▶ **SOURCE DATA**

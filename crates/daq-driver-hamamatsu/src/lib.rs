//! Hamamatsu streak camera driver for streak-daq.
//!
//! Talks to the RemoteEx server of the HPD-TA acquisition software over two
//! TCP sockets: ASCII commands and replies on `port`, raw image data on
//! `port + 1`. On top of the client it provides three components:
//! - the streak unit (sweep mode, MCP gain, time range, shutter),
//! - the delay generator (trigger rate, delays, time range calibration),
//! - the readout camera (binning, exposure, image stream).
//!
//! # Usage
//!
//! Add to your `Cargo.toml`:
//!
//! ```toml
//! [dependencies]
//! daq-driver-hamamatsu = { path = "../daq-driver-hamamatsu" }
//! ```
//!
//! Register the factory with your device registry:
//!
//! ```rust,ignore
//! use daq_driver_hamamatsu::HamamatsuRxFactory;
//!
//! registry.register_factory(Box::new(HamamatsuRxFactory));
//! ```
//!
//! Or drive the system directly:
//!
//! ```rust,ignore
//! use daq_driver_hamamatsu::{HamamatsuRxConfig, StreakCamera};
//!
//! let system = StreakCamera::connect(&HamamatsuRxConfig::new("streak-pc", 1001)).await?;
//! system.streak_unit().mcp_gain().set(10).await?;
//! system.shutdown().await?;
//! ```

pub mod acquisition;
pub mod commands;
pub mod connection;
pub mod delay_generator;
pub mod error;
pub mod factory;
pub mod invoker;
pub mod metadata;
pub mod protocol;
pub mod readout_camera;
pub mod router;
pub mod streak_camera;
pub mod streak_unit;
pub mod units;

pub use acquisition::{AcquisitionEngine, AcquisitionState, SoftwareTrigger};
pub use delay_generator::DelayGenerator;
pub use error::{RemoteExError, RxResult};
pub use factory::{HamamatsuRxConfig, HamamatsuRxFactory};
pub use invoker::CommandInvoker;
pub use readout_camera::{Binning, ReadoutCamera};
pub use streak_camera::StreakCamera;
pub use streak_unit::{ShutterState, StreakUnit};

/// Force the linker to include this crate.
///
/// Call this function from main() to ensure the driver factory is linked
/// into the final binary and not stripped by the linker.
#[inline(never)]
pub fn link() {
    std::hint::black_box(std::any::TypeId::of::<HamamatsuRxFactory>());
}

#[cfg(test)]
mod tests {
    use super::*;

    #[test]
    fn test_link_does_not_panic() {
        link();
    }
}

▶ **WHAT YOU SHOULD DO**
Retype the material above from start to finish without any changes.

▶ **ANSWER FOR THIS EXERCISE**
filename crates/daq-driver-hamamatsu/src/lib.rs
//! Hamamatsu streak camera driver for streak-daq.
//!
//! Talks to the RemoteEx server of the HPD-TA acquisition software over two
//! TCP sockets: ASCII commands and replies on `port`, raw image data on
//! `port + 1`. On top of the client it provides three components:
//! - the streak unit (sweep mode, MCP gain, time range, shutter),
//! - the delay generator (trigger rate, delays, time range calibration),
//! - the readout camera (binning, exposure, image stream).
//!
//! # Usage
//!
//! Add to your `Cargo.toml`:
//!
//! ```toml
//! [dependencies]
//! daq-driver-hamamatsu = { path = "../daq-driver-hamamatsu" }
//! ```
//!
//! Register the factory with your device registry:
//!
//! ```rust,ignore
//! use daq_driver_hamamatsu::HamamatsuRxFactory;
//!
//! registry.register_factory(Box::new(HamamatsuRxFactory));
//! ```
//!
//! Or drive the system directly:
//!
//! ```rust,ignore
//! use daq_driver_hamamatsu::{HamamatsuRxConfig, StreakCamera};
//!
//! let system = StreakCamera::connect(&HamamatsuRxConfig::new("streak-pc", 1001)).await?;
//! system.streak_unit().mcp_gain().set(10).await?;
//! system.shutdown().await?;
//! ```

pub mod acquisition;
pub mod commands;
pub mod connection;
pub mod delay_generator;
pub mod error;
pub mod factory;
pub mod invoker;
pub mod metadata;
pub mod protocol;
pub mod readout_camera;
pub mod router;
pub mod streak_camera;
pub mod streak_unit;
pub mod units;

pub use acquisition::{AcquisitionEngine, AcquisitionState, SoftwareTrigger};
pub use delay_generator::DelayGenerator;
pub use error::{RemoteExError, RxResult};
pub use factory::{HamamatsuRxConfig, HamamatsuRxFactory};
pub use invoker::CommandInvoker;
pub use readout_camera::{Binning, ReadoutCamera};
pub use streak_camera::StreakCamera;
pub use streak_unit::{ShutterState, StreakUnit};

/// Force the linker to include this crate.
///
/// Call this function from main() to ensure the driver factory is linked
/// into the final binary and not stripped by the linker.
#[inline(never)]
pub fn link() {
    std::hint::black_box(std::any::TypeId::of::<HamamatsuRxFactory>());
}

#[cfg(test)]
mod tests {
    use super::*;

    #[test]
    fn test_link_does_not_panic() {
        link();
    }
}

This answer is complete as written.